Hello this is Darrell Castle with today’s Castle Report. This is Friday the 30th day of July 2021 and on today’s Report I will be talking about the growing crime rate in our cities, some causes, and some solutions. I will share some of what is happening in the great cities of our nation and how the politicians who run those cities have chosen to react to the trends they must obviously see.

The Castle Family is doing just fine right now, in good health as far as we know, and just enjoying the summer. The weather in Memphis, Tennessee right now is hot and humid with Temperatures hovering around 100. The tomatoes must be watered often to keep them growing. The family daughter is safe in LA just going about the sweet spot of her life.

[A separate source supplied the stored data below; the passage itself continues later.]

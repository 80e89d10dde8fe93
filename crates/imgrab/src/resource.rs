// ABOUTME: HTTP resource fetching with content-length limits and charset decoding.
// ABOUTME: Shared by the page fetch, the robots.txt fetch, and the per-image downloads.

use std::collections::HashMap;

use bytes::Bytes;

use crate::error::ScrapeError;

/// Maximum allowed content length (50 MB). Large enough for any
/// reasonable image, small enough to bound memory per fetch.
pub const MAX_CONTENT_LENGTH: usize = 50 * 1024 * 1024;

/// Options for fetching a resource.
#[derive(Debug, Clone, Default)]
pub struct FetchOptions {
    pub headers: HashMap<String, String>,
    /// When true, a response with status >= 400 is returned as a
    /// FetchResult instead of an error. Image downloads use this so the
    /// orchestrator can record the status as a skip reason.
    pub tolerate_errors: bool,
}

/// Result of a fetch operation.
#[derive(Debug, Clone)]
pub struct FetchResult {
    pub status: u16,
    pub url: String,
    pub final_url: String,
    pub content_type: Option<String>,
    pub body: Bytes,
}

impl FetchResult {
    /// Decode the body as UTF-8 text, using charset hints from the
    /// Content-Type header and falling back to detection.
    pub fn text_utf8(&self) -> String {
        decode_body(&self.body, self.content_type.as_deref())
    }
}

/// Decode body bytes to a String using charset from content-type header or detection.
fn decode_body(body: &[u8], content_type: Option<&str>) -> String {
    if let Some(ct) = content_type {
        if let Some(charset) = extract_charset(ct) {
            if let Some(encoding) = encoding_rs::Encoding::for_label(charset.as_bytes()) {
                let (decoded, _, _) = encoding.decode(body);
                return decoded.into_owned();
            }
        }
    }

    let mut detector = chardetng::EncodingDetector::new();
    detector.feed(body, true);
    let encoding = detector.guess(None, true);
    let (decoded, _, _) = encoding.decode(body);
    decoded.into_owned()
}

/// Extract charset value from a Content-Type header.
fn extract_charset(content_type: &str) -> Option<String> {
    let lower = content_type.to_lowercase();
    for part in lower.split(';') {
        let trimmed = part.trim();
        if let Some(charset) = trimmed.strip_prefix("charset=") {
            let charset = charset.trim_matches('"').trim_matches('\'');
            return Some(charset.to_string());
        }
    }
    None
}

/// Fetch a resource from the given URL.
pub async fn fetch(
    client: &reqwest::Client,
    url: &str,
    opts: &FetchOptions,
) -> Result<FetchResult, ScrapeError> {
    if url.is_empty() {
        return Err(ScrapeError::invalid_url(url, "Fetch", None));
    }

    let parsed_url = url::Url::parse(url).map_err(|e| {
        ScrapeError::invalid_url(url, "Fetch", Some(anyhow::anyhow!("invalid URL: {}", e)))
    })?;

    let scheme = parsed_url.scheme();
    if scheme != "http" && scheme != "https" {
        return Err(ScrapeError::invalid_url(
            url,
            "Fetch",
            Some(anyhow::anyhow!("scheme must be http or https")),
        ));
    }

    let mut request = client.get(url);
    for (key, value) in &opts.headers {
        request = request.header(key, value);
    }

    let response = request.send().await.map_err(|e| {
        if e.is_timeout() {
            ScrapeError::timeout(url, "Fetch", Some(anyhow::anyhow!("request timed out: {}", e)))
        } else {
            ScrapeError::fetch(url, "Fetch", Some(anyhow::anyhow!("request failed: {}", e)))
        }
    })?;

    // Check Content-Length before reading the body; fall back to parsing
    // the header manually when reqwest cannot determine it.
    let content_length = response.content_length().or_else(|| {
        response
            .headers()
            .get("content-length")
            .and_then(|v| v.to_str().ok())
            .and_then(|s| s.parse::<u64>().ok())
    });

    if let Some(len) = content_length {
        if len as usize > MAX_CONTENT_LENGTH {
            return Err(ScrapeError::fetch(
                url,
                "Fetch",
                Some(anyhow::anyhow!("content too large")),
            ));
        }
    }

    // Capture response metadata before consuming the response
    let status = response.status().as_u16();
    let final_url = response.url().to_string();
    let content_type = response
        .headers()
        .get("content-type")
        .and_then(|v| v.to_str().ok())
        .map(|s| s.to_lowercase());

    let body = response.bytes().await.map_err(|e| {
        ScrapeError::fetch(
            url,
            "Fetch",
            Some(anyhow::anyhow!("failed to read body: {}", e)),
        )
    })?;

    if body.len() > MAX_CONTENT_LENGTH {
        return Err(ScrapeError::fetch(
            url,
            "Fetch",
            Some(anyhow::anyhow!("content too large")),
        ));
    }

    if status >= 400 && !opts.tolerate_errors {
        return Err(ScrapeError::fetch(
            url,
            "Fetch",
            Some(anyhow::anyhow!("HTTP status {}", status)),
        ));
    }

    Ok(FetchResult {
        status,
        url: url.to_string(),
        final_url,
        content_type,
        body,
    })
}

Crime in major cities – one example

Speaking of Memphis, and our topic for today I want to share with you a direct quote from the Mayor of Memphis that comes from the email newsletter he sends to residents each week:

Last week, I talked about violent crime in our community and the revolving door that has unfortunately become our judicial system. I want to talk about it again this week to further reiterate that this issue is deeper than simply arresting people. It will take all of us—elected officials, the court system, public safety professionals, clergy and religious leaders, schools, and families—to solve this complex problem.

EXAMPLE:

September 20, 2020—suspect charged with aggravated assault (shooting at people on the interstate) $7,300 bond.

September 21, 2020—suspect released on bond.

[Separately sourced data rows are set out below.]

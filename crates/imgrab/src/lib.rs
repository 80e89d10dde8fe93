// ABOUTME: Main library entry point for the imgrab single-page image scraper.
// ABOUTME: Re-exports the public API: Scraper, ScraperBuilder, ScrapeOptions, ScrapeReport, ScrapeError.

//! imgrab - download the images referenced by a single web page.
//!
//! The pipeline fetches one page, extracts candidate image references
//! (img/lazy-load attributes, srcset lists, social-preview metadata,
//! inline-style backgrounds), resolves and deduplicates them against the
//! page URL, then downloads a bounded subset with domain, size, and
//! politeness constraints.
//!
//! # Example
//!
//! ```no_run
//! use imgrab::{Scraper, ScrapeError};
//!
//! #[tokio::main]
//! async fn main() -> Result<(), ScrapeError> {
//!     let scraper = Scraper::builder().out_dir("./images").max_images(50).build();
//!     let report = scraper.scrape("https://example.com/post").await?;
//!     println!("saved {} image(s)", report.saved_count());
//!     Ok(())
//! }
//! ```

pub mod classify;
pub mod dimensions;
pub mod error;
pub mod extract;
pub mod options;
pub mod resource;
pub mod result;
pub mod robots;
pub mod scrape;

pub use crate::classify::{image_file_name, infer_extension, looks_like_image, same_domain};
pub use crate::dimensions::{DimensionProbe, NoProbe, RasterProbe};
pub use crate::error::{ErrorCode, ScrapeError};
pub use crate::extract::{dedup_candidates, extract_candidates, resolve};
pub use crate::options::{ScrapeOptions, ScraperBuilder, DEFAULT_USER_AGENT};
pub use crate::result::{SavedImage, ScrapeReport, SkipReason, SkippedCandidate};
pub use crate::scrape::Scraper;
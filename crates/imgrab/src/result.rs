// ABOUTME: Result types for a scrape run: SavedImage, SkipReason, and ScrapeReport.
// ABOUTME: All types serialize to JSON for the CLI's --json output.

use serde::Serialize;

/// One image written to the output directory.
#[derive(Debug, Clone, Serialize, PartialEq, Eq)]
pub struct SavedImage {
    pub filename: String,
    pub source_url: String,
    /// 1-based count of images saved so far, not the candidate's position
    /// in the candidate list.
    pub sequence_index: usize,
}

/// Why a candidate was passed over without being saved.
#[derive(Debug, Clone, Copy, Serialize, PartialEq, Eq)]
#[serde(rename_all = "snake_case")]
pub enum SkipReason {
    /// Same-domain restriction enabled and the host did not match.
    DomainMismatch,
    /// The server answered with an error status.
    HttpStatus(u16),
    /// The request itself failed (connect, timeout, bad scheme).
    Network,
    /// Neither the Content-Type nor the URL suffix looks like an image.
    NotAnImage,
    /// Decoded dimensions fell below the configured minimums.
    TooSmall,
}

impl std::fmt::Display for SkipReason {
    fn fmt(&self, f: &mut std::fmt::Formatter<'_>) -> std::fmt::Result {
        match self {
            SkipReason::DomainMismatch => write!(f, "domain mismatch"),
            SkipReason::HttpStatus(code) => write!(f, "HTTP status {}", code),
            SkipReason::Network => write!(f, "network error"),
            SkipReason::NotAnImage => write!(f, "not an image"),
            SkipReason::TooSmall => write!(f, "below minimum dimensions"),
        }
    }
}

/// A candidate that was not saved, with the reason.
#[derive(Debug, Clone, Serialize, PartialEq, Eq)]
pub struct SkippedCandidate {
    pub url: String,
    pub reason: SkipReason,
}

/// Summary of one scrape run. Partial results (cap reached, cancelled)
/// are valid output, not an error.
#[derive(Debug, Clone, Serialize, Default)]
pub struct ScrapeReport {
    pub page_url: String,
    /// Number of unique candidates discovered on the page.
    pub candidates: usize,
    pub saved: Vec<SavedImage>,
    pub skipped: Vec<SkippedCandidate>,
    /// True when an external interrupt stopped iteration early.
    pub cancelled: bool,
}

impl ScrapeReport {
    pub fn saved_count(&self) -> usize {
        self.saved.len()
    }
}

November 29, 2020—suspect allegedly involved in attempted armed robbery in which four men were shot and two pronounced dead on the scene.

July 21, 2021—suspect arrested and charged with first degree murder, two counts of employing a firearm during a dangerous felony, and three counts of criminal attempt felony to wit especially aggravated robbery. No bond set.

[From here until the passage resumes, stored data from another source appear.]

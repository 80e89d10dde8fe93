// ABOUTME: robots.txt policy gate checked once before extraction begins.
// ABOUTME: Fetches {origin}/robots.txt and evaluates User-agent groups; any failure is permissive.

use tracing::{debug, warn};
use url::Url;

use crate::resource::{fetch, FetchOptions};

#[derive(Debug)]
struct Rule {
    allow: bool,
    path: String,
}

#[derive(Debug, Default)]
struct Group {
    agents: Vec<String>,
    rules: Vec<Rule>,
}

/// Check whether the page URL may be fetched for the given user agent.
///
/// The policy lives at the page origin's `/robots.txt`. A missing,
/// unreadable, or unparsable policy is treated as permissive; robots.txt
/// is advisory and an unreachable file must not block the run.
pub async fn robots_allow(client: &reqwest::Client, page: &Url, user_agent: &str) -> bool {
    let Some(host) = page.host_str() else {
        return true;
    };
    let mut origin = format!("{}://{}", page.scheme(), host);
    if let Some(port) = page.port() {
        origin.push_str(&format!(":{}", port));
    }
    let robots_url = format!("{}/robots.txt", origin);

    let opts = FetchOptions {
        tolerate_errors: true,
        ..Default::default()
    };
    let result = match fetch(client, &robots_url, &opts).await {
        Ok(r) => r,
        Err(e) => {
            warn!(url = %robots_url, error = %e, "robots.txt not retrievable, defaulting to allow");
            return true;
        }
    };
    if result.status >= 400 {
        debug!(url = %robots_url, status = result.status, "no robots.txt, allowing");
        return true;
    }

    let mut path = page.path().to_string();
    if let Some(query) = page.query() {
        path.push('?');
        path.push_str(query);
    }
    evaluate(&result.text_utf8(), user_agent, &path)
}

/// Evaluate robots.txt rules for a user agent against a request path.
///
/// Group selection prefers agent-specific groups over the `*` wildcard.
/// Within the selected groups the longest matching path prefix wins, and
/// an Allow rule beats a Disallow rule of equal length.
fn evaluate(text: &str, user_agent: &str, path: &str) -> bool {
    let groups = parse_groups(text);
    let ua = user_agent.to_lowercase();

    let specific: Vec<&Group> = groups
        .iter()
        .filter(|g| g.agents.iter().any(|a| a != "*" && ua.contains(a.as_str())))
        .collect();
    let selected: Vec<&Group> = if !specific.is_empty() {
        specific
    } else {
        groups
            .iter()
            .filter(|g| g.agents.iter().any(|a| a == "*"))
            .collect()
    };

    let mut best_len = 0usize;
    let mut best_allow = true;
    for group in selected {
        for rule in &group.rules {
            if rule.path.is_empty() {
                // "Disallow:" with no path means allow everything.
                continue;
            }
            if path.starts_with(&rule.path) {
                let len = rule.path.len();
                if len > best_len || (len == best_len && rule.allow) {
                    best_len = len;
                    best_allow = rule.allow;
                }
            }
        }
    }
    best_allow
}

fn parse_groups(text: &str) -> Vec<Group> {
    let mut groups: Vec<Group> = Vec::new();
    let mut current = Group::default();
    // A run of user-agent lines opens a new group once a rule follows it.
    let mut in_agent_run = false;

    for line in text.lines() {
        let line = line.split('#').next().unwrap_or("").trim();
        if line.is_empty() {
            continue;
        }
        let Some((key, value)) = line.split_once(':') else {
            continue;
        };
        let key = key.trim().to_lowercase();
        let value = value.trim();

        match key.as_str() {
            "user-agent" => {
                if !in_agent_run {
                    if !current.agents.is_empty() {
                        groups.push(std::mem::take(&mut current));
                    }
                    in_agent_run = true;
                }
                current.agents.push(value.to_lowercase());
            }
            "allow" | "disallow" => {
                if !current.agents.is_empty() {
                    in_agent_run = false;
                    current.rules.push(Rule {
                        allow: key == "allow",
                        path: value.to_string(),
                    });
                }
            }
            // sitemap, crawl-delay and anything unknown are ignored
            _ => {}
        }
    }
    if !current.agents.is_empty() {
        groups.push(current);
    }
    groups
}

In contrast to Memphis, mayors of other cities seem to let crime go on

The Mayor of Memphis, Jim Strickland, shows that he at least understands the problem and that he has some sympathy and some understanding of his duty as mayor to protect the people of Memphis. He goes on to talk about what he is doing besides trying to close a revolving door such as addressing the so called “root causes of crime.” I say good job to him. No references to race or past racial injustices real and imagined. Just, this is a problem so let us address it together.

The thing the mayor described in Memphis is happening across America and in many places, much worse than here. For example, in Chicago this month of July 582 people have been shot and 102 are dead. For the year the figures are 2522 shot and 457 dead. I could go on with similar figures from different cities all day but instead, let’s look at some causes or at least similarities. In Chicago the mayor is a black woman named Lori Lightfoot and the district attorney is a black woman named Kim Foxx. Their race and gender are important because that is the only race and gender that George Soros funds. Why would a Hungarian billionaire have interest in U.S. state and municipal elections? Why are these candidates allowed to accept foreign money in their campaigns?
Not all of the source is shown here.